▶ _Exercise requirements_
Return each line below holding the string "WeeklyCalendar".

·····

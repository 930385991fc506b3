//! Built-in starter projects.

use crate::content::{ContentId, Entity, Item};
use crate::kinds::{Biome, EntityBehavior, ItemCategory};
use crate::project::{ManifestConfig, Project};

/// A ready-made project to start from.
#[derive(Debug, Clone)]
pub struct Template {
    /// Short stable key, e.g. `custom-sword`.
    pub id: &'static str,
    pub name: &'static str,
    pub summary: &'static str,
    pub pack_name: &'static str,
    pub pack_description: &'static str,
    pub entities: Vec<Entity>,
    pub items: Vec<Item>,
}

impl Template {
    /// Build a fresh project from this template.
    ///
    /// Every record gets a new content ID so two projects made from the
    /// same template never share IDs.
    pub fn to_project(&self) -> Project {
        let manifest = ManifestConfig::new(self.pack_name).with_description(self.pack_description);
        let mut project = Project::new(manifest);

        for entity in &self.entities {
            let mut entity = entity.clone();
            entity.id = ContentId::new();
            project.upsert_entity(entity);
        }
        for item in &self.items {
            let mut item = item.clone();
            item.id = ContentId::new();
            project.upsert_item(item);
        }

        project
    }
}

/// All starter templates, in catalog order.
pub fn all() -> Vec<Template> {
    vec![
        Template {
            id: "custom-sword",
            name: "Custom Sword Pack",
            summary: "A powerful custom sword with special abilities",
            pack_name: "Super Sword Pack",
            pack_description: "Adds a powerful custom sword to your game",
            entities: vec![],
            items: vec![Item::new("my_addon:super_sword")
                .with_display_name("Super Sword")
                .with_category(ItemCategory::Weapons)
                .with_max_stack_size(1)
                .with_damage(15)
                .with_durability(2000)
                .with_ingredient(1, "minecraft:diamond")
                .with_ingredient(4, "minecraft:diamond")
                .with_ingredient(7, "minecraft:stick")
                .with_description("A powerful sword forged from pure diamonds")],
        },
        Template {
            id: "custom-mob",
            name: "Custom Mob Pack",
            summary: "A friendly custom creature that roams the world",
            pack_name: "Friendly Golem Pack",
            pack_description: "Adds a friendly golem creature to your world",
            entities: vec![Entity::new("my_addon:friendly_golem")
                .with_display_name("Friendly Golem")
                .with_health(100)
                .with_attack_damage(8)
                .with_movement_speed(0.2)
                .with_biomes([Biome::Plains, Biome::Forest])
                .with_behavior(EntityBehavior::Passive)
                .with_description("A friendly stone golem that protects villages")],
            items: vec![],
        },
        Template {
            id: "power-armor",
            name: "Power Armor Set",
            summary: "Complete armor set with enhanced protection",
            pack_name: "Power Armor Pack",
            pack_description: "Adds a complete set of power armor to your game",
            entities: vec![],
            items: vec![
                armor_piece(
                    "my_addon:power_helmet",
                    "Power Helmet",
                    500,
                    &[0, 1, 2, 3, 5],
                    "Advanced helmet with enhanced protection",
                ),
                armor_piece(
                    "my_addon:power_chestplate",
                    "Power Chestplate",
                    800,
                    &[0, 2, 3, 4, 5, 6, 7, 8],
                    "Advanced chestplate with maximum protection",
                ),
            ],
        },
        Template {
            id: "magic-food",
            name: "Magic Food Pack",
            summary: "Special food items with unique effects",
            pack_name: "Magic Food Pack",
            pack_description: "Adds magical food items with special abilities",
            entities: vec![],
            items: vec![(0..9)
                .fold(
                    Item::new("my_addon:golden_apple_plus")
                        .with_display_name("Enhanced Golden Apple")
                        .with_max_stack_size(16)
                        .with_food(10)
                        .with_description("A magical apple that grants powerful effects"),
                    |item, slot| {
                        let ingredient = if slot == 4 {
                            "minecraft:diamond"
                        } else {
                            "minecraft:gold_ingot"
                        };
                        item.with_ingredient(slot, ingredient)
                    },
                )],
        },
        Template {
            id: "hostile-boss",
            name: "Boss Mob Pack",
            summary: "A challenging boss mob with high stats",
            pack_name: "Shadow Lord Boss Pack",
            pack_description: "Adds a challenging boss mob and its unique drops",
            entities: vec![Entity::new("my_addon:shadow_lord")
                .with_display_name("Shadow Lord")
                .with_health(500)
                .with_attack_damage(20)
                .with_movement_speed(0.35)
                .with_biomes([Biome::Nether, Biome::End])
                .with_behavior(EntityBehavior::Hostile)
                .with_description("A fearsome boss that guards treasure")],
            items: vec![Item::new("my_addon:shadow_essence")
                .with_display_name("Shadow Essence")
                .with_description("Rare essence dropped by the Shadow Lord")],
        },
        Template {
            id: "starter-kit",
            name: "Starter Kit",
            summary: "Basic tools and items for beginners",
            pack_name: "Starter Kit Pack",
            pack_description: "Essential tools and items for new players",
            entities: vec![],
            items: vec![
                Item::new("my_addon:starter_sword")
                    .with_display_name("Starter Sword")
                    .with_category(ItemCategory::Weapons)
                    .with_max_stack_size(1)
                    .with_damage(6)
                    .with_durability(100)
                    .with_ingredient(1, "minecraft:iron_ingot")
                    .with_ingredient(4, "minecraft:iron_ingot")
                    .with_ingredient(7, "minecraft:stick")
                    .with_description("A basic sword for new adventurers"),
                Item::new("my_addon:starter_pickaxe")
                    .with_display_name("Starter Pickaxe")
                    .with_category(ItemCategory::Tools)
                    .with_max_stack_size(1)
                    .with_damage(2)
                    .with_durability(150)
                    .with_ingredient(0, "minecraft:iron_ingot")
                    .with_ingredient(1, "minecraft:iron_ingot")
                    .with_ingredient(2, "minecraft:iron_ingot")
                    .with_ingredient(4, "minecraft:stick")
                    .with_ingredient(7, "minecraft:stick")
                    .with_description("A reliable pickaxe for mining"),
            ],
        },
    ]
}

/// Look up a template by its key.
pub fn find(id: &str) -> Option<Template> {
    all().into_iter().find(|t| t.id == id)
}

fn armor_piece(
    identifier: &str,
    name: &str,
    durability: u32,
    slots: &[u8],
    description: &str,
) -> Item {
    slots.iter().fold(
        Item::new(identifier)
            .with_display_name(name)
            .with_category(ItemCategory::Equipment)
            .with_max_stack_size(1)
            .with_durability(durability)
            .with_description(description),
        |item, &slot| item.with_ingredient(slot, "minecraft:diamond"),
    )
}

·····

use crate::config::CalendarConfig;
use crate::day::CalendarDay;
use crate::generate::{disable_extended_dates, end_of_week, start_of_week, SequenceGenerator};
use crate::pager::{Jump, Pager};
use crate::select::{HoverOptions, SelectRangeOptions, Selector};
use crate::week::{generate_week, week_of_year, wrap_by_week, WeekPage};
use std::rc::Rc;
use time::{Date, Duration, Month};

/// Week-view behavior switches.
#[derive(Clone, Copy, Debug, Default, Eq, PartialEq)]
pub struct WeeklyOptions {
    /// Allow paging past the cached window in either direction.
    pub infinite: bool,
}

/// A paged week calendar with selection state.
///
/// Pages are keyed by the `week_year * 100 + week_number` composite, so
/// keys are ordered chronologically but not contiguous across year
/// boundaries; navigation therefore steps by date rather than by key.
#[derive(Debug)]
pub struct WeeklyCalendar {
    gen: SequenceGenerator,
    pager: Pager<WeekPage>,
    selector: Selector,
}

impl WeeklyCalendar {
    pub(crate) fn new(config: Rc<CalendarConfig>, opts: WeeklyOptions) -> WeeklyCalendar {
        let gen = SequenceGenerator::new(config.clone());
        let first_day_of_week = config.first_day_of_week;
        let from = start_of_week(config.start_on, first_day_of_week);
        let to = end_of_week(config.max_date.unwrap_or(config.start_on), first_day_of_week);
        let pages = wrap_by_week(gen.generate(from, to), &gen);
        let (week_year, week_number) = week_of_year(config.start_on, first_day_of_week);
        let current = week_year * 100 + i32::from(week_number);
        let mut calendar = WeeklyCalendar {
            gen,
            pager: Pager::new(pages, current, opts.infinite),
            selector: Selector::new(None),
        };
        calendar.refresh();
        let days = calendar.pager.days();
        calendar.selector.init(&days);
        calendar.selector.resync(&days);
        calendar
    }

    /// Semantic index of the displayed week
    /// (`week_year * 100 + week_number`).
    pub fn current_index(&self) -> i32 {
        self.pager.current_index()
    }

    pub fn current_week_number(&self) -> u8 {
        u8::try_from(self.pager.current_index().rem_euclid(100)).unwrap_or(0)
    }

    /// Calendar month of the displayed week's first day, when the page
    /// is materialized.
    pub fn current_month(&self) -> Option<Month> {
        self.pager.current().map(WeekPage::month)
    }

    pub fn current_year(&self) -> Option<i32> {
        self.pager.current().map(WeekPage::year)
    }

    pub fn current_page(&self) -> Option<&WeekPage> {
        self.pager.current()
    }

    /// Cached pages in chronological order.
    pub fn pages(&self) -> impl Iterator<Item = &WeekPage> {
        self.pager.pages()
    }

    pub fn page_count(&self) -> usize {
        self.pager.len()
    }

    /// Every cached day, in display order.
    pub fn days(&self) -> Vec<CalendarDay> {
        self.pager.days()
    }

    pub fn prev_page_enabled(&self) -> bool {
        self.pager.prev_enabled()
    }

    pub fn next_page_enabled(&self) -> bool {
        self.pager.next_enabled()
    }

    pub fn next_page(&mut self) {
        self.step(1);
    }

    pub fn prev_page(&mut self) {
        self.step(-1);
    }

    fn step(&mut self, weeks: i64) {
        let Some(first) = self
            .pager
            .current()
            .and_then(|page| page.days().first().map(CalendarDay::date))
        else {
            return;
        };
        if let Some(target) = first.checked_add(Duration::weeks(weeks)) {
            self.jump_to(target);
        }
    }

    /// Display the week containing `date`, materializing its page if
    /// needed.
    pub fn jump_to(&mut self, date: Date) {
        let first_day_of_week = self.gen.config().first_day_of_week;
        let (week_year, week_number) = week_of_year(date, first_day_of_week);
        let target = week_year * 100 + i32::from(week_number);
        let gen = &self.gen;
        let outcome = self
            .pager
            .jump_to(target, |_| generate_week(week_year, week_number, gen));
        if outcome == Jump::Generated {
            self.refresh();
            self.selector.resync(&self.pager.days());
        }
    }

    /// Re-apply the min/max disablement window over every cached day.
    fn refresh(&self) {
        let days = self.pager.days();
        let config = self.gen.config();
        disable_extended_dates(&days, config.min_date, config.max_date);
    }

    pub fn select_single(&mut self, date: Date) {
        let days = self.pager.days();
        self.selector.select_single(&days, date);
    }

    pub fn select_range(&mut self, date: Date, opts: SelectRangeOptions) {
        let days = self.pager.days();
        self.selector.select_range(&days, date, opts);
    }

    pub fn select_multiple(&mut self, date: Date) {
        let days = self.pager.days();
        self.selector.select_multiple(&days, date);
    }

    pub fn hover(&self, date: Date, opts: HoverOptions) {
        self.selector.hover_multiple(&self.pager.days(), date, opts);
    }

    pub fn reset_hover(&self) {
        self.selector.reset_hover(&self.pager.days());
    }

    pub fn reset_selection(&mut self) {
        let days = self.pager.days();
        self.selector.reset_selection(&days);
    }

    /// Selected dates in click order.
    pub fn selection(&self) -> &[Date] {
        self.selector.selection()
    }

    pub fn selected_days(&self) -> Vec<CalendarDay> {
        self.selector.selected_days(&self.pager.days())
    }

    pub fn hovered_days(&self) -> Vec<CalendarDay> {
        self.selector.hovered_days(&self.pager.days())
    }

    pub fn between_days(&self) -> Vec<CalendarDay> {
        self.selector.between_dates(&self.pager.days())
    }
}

·····

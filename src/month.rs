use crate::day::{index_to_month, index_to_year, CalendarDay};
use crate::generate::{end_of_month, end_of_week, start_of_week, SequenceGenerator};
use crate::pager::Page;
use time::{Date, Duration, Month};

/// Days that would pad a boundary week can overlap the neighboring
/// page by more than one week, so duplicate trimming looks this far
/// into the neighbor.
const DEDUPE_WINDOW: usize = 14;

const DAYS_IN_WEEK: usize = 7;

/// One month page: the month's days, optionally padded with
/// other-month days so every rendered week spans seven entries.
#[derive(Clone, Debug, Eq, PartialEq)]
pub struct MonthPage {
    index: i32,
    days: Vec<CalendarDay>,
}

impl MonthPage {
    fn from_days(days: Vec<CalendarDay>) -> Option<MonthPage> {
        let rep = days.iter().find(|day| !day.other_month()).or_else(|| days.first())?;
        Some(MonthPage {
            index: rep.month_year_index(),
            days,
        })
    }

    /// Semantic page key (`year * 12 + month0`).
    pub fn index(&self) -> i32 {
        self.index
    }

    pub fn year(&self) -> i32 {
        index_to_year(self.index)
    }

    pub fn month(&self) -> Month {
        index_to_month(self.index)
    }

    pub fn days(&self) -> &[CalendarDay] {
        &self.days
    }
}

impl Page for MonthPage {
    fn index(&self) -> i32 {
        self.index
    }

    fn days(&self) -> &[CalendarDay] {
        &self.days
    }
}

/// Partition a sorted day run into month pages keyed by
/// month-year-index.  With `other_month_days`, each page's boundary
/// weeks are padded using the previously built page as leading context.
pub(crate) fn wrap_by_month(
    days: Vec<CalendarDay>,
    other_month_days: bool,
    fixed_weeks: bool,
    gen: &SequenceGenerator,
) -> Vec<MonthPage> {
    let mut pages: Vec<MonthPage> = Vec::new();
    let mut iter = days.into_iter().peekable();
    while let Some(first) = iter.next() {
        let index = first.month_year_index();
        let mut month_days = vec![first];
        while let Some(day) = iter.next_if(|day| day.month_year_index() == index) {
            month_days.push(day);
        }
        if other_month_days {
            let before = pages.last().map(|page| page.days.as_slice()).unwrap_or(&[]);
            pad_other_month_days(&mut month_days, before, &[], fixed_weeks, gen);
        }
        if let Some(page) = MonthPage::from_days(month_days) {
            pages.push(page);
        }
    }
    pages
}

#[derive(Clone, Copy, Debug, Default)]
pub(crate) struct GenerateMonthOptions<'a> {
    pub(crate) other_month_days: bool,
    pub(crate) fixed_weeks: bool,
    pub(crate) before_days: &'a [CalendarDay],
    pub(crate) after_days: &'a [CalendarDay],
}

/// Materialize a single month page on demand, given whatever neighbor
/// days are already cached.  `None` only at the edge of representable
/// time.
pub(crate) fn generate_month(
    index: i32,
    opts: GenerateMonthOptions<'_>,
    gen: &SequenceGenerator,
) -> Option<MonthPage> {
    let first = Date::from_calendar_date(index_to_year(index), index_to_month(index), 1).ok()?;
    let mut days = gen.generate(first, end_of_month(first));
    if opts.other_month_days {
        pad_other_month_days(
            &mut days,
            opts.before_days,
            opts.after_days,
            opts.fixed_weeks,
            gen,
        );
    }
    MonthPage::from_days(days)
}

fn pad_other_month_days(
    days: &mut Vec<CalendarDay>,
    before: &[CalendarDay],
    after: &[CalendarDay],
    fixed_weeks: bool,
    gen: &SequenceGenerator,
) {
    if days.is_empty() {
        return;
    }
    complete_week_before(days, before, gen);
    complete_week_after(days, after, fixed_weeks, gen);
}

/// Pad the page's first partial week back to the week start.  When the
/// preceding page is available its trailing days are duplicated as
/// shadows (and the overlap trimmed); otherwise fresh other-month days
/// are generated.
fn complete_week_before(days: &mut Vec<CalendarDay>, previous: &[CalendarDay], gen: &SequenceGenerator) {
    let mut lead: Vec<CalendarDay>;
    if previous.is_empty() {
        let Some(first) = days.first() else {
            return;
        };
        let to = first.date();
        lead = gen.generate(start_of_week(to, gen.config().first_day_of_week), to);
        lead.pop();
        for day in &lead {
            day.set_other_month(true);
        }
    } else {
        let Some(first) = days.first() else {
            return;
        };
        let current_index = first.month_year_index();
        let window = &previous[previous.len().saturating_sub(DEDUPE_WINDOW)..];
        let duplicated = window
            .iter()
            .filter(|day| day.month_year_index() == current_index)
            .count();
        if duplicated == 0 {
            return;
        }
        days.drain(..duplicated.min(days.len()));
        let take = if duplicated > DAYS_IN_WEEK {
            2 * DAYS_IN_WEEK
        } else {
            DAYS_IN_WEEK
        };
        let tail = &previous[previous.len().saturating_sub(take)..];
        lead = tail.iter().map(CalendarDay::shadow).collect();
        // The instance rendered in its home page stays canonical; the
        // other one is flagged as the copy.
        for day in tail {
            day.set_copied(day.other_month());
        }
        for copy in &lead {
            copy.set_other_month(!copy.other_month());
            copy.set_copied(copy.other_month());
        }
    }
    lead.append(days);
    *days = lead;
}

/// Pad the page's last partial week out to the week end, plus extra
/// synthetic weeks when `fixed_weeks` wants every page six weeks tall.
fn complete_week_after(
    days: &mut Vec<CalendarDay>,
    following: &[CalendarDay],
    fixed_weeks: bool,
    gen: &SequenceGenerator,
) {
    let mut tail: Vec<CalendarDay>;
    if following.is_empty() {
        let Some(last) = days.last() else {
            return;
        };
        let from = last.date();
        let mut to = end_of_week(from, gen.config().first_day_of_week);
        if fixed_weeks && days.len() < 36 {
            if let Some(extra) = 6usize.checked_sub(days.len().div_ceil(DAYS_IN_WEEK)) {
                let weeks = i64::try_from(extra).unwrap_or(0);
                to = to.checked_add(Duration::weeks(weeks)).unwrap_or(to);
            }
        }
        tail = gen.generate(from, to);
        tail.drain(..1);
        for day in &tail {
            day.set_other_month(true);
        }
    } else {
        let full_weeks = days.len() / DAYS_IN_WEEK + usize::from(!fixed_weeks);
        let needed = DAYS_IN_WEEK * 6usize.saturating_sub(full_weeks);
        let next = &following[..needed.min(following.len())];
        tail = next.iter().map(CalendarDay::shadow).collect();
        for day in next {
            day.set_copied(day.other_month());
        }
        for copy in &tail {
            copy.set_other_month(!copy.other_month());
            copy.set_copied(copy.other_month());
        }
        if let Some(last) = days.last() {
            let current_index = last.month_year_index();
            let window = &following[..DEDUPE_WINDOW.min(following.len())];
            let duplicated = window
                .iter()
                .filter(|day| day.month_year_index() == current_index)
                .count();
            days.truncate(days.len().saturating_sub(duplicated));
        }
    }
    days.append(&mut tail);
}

·····

▶ _Response area_
pub struct WeeklyCalendar {
impl WeeklyCalendar {
    pub(crate) fn new(config: Rc<CalendarConfig>, opts: WeeklyOptions) -> WeeklyCalendar {
        let mut calendar = WeeklyCalendar {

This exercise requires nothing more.